Perhaps the final nail on the coffin was adding the “Supershow” component to Raw, essentially turning it into an all-encompassing WWE program. Smackdown remains typically exclusive (with a weekly Raw rewind, which usually takes up most of a segment to capitalize on what has traditionally been unique audiences consuming only Raw or Smackdown).
Moves have already happened this year outside the confines of a WWE draft. For example, Raw superstar Alberto Del Rio returned from a torn groin muscle in February and a couple weeks ago, was officially moved to the Smackdown roster. Daniel Bryan, who is technically a Smackdown superstar, will challenge CM Punk for the WWE championship at Over The Limit. Bryan is a Smackdown superstar, Punk is a Raw superstar.
Gone are the days when teams would battle for “Bragging Rights” (although that and a trophy weren't the most compelling stake for the audience watching). And even before that, when brands had their own exclusive referees and pay-per-view events, only the major PPV events saw any crossover.
While the WWE draft may still be a point of conversation if/when it does happen, I personally don’t see much of a point anymore.
What I do see a big upside in, as opposed to exclusivity, is a “tiered” system among the shows that currently exist – particularly NXT, Smackdown and Raw.
Raw always has been and will continue to be the No. 1 show on WWE programming. Looking at the names that appear only on Raw tells the tale: John Cena, Brock Lesnar, CM Punk, Triple H, Chris Jericho. When The Rock appeared in WWE, it was on Raw and pay-per-view. Raw is the No. 1 show that features the biggest names and the biggest storylines and makes the biggest push for pay-per-view events.
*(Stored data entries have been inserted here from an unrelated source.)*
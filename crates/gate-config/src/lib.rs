//! # gate-config
//!
//! Layered configuration loading for Gatehouse using figment.
//!
//! Configuration sources (in priority order, highest wins):
//! 1. Environment variables (`GATEHOUSE_*` prefix, `__` as separator)
//! 2. Project-level `.gatehouse/config.toml`
//! 3. User-level `~/.config/gatehouse/config.toml`
//! 4. Built-in defaults
//!
//! # Environment Variable Mapping
//!
//! Figment maps `GATEHOUSE_SSO__BASE_URL` -> `sso.base_url`,
//! `GATEHOUSE_SERVER__PORT` -> `server.port`, etc. The `__` (double
//! underscore) separates nested config sections.
//!
//! # Usage
//!
//! ```no_run
//! use gate_config::GateConfig;
//!
//! // Load from all sources (dotenvy + TOML + env):
//! let config = GateConfig::load_with_dotenv().expect("config");
//!
//! // Or without dotenvy (env vars must already be set):
//! let config = GateConfig::load().expect("config");
//!
//! println!("upstream: {}", config.sso.base_url);
//! ```

mod error;
mod server;
mod sso;
mod usage;

pub use error::ConfigError;
pub use server::ServerConfig;
pub use sso::SsoConfig;
pub use usage::UsageConfig;

use figment::{
    providers::{Env, Format, Serialized, Toml},
    Figment,
};
use serde::{Deserialize, Serialize};
use std::path::PathBuf;

#[derive(Debug, Clone, Default, Deserialize, Serialize)]
pub struct GateConfig {
    #[serde(default)]
    pub sso: SsoConfig,
    #[serde(default)]
    pub server: ServerConfig,
    #[serde(default)]
    pub usage: UsageConfig,
}

impl GateConfig {
    /// Load configuration from all sources (TOML files + environment variables).
    ///
    /// Does NOT call `dotenvy` -- use [`GateConfig::load_with_dotenv`] if you
    /// need `.env` file loading.
    ///
    /// Precedence (highest to lowest):
    /// 1. Environment variables (`GATEHOUSE_*` prefix)
    /// 2. `.gatehouse/config.toml` (project-local)
    /// 3. `~/.config/gatehouse/config.toml` (user-global)
    /// 4. Default values
    ///
    /// # Errors
    ///
    /// Returns `ConfigError::Figment` if extraction fails.
    pub fn load() -> Result<Self, ConfigError> {
        Self::figment().extract().map_err(ConfigError::from)
    }

    /// Load configuration with `.env` file support.
    ///
    /// Calls `dotenvy` to load the `.env` file from the workspace root before
    /// building the figment. This is the typical entry point for the server
    /// binary and tests.
    ///
    /// # Errors
    ///
    /// Returns `ConfigError::Figment` if extraction fails.
    pub fn load_with_dotenv() -> Result<Self, ConfigError> {
        Self::load_dotenv_from_workspace();
        Self::load()
    }

    /// Build the figment provider chain.
    ///
    /// This is public so tests can inspect the figment directly or add
    /// additional providers on top.
    #[must_use]
    pub fn figment() -> Figment {
        let mut figment = Figment::from(Serialized::defaults(Self::default()));

        // Layer 1: User-global config
        if let Some(global_path) = Self::global_config_path() {
            if global_path.exists() {
                figment = figment.merge(Toml::file(global_path));
            }
        }

        // Layer 2: Project-local config
        let local_path = PathBuf::from(".gatehouse/config.toml");
        if local_path.exists() {
            figment = figment.merge(Toml::file(local_path));
        }

        // Layer 3: Environment variables (highest priority)
        figment = figment.merge(Env::prefixed("GATEHOUSE_").split("__"));

        figment
    }

    /// Path to the user-global config file.
    fn global_config_path() -> Option<PathBuf> {
        dirs::config_dir().map(|p| p.join("gatehouse").join("config.toml"))
    }

    /// Load `.env` from the workspace root.
    ///
    /// Walks up from `CARGO_MANIFEST_DIR` (if available) or current dir looking
    /// for a `.env` file. Silently does nothing if no `.env` is found.
    fn load_dotenv_from_workspace() {
        if let Ok(manifest_dir) = std::env::var("CARGO_MANIFEST_DIR") {
            let mut dir = PathBuf::from(manifest_dir);
            // Walk up at most 3 levels (crate -> crates/ -> workspace root)
            for _ in 0..3 {
                let env_path = dir.join(".env");
                if env_path.exists() {
                    let _ = dotenvy::from_path(&env_path);
                    return;
                }
                if !dir.pop() {
                    break;
                }
            }
        }

        // Fallback: try current directory
        let _ = dotenvy::dotenv();
    }
}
Smackdown, which currently and traditionally draws lower ratings then Raw, is the “land of opportunity”. Damien Sandow (formerly Idol Stevens), Abraham Washington, Darren Young, Titus O’Neil and other fresh faces to the top two brands have an opportunity to make a name for themselves. Smackdown will still showcase some major talent weekly, like Sheamus, Alberto Del Rio and Randy Orton, but even those superstars will always make their biggest splash on pay-per-view or Raw.
NXT will become the “internet darling” – today in the United States it’s only available on WWE.com. It still airs on TV in certain international markets, including in Canada on theScore Television Network – perhaps the reason this “season” of NXT has gone as long as it has is because of contractual obligations from these agreements. Hardcore fans will seek out the product online, especially with its recent reputation of showcasing stellar matches (Tyson Kidd vs. Michael McGillicutty comes to mind). Another welcome addition would be new faces from FCW and may not be ready for the next tier (Smackdown) just yet. Personally, a large part of why I watch NXT today is for the commentary. Last week when Matt Striker filled in for Josh Mathews, I laughed out loud at several things he said, less because it was intended as a joke, but more because I couldn’t believe he said it on the air.
Under this “tiered” system, the paradigm is development as opposed to exclusivity – something I much prefer. There is a lot of benefit to making NXT the first stop, Smackdown the land of opportunity and Raw (to steal a phrase from WCW) “where the big boys play.” Most importantly, this system doesn't require a draft ... not in the traditional WWE definition we are used to anyway. Instead of trades, why not a sports-style draft where shows like NXT and Smackdown get populated with new faces, complete with scouting reports and flashy video packages that educate us on why we should care about this individual?
If none of this happens and a draft as we know it happens, be sure to let me know if you actually enjoyed it or had any sort of attachment to it at all.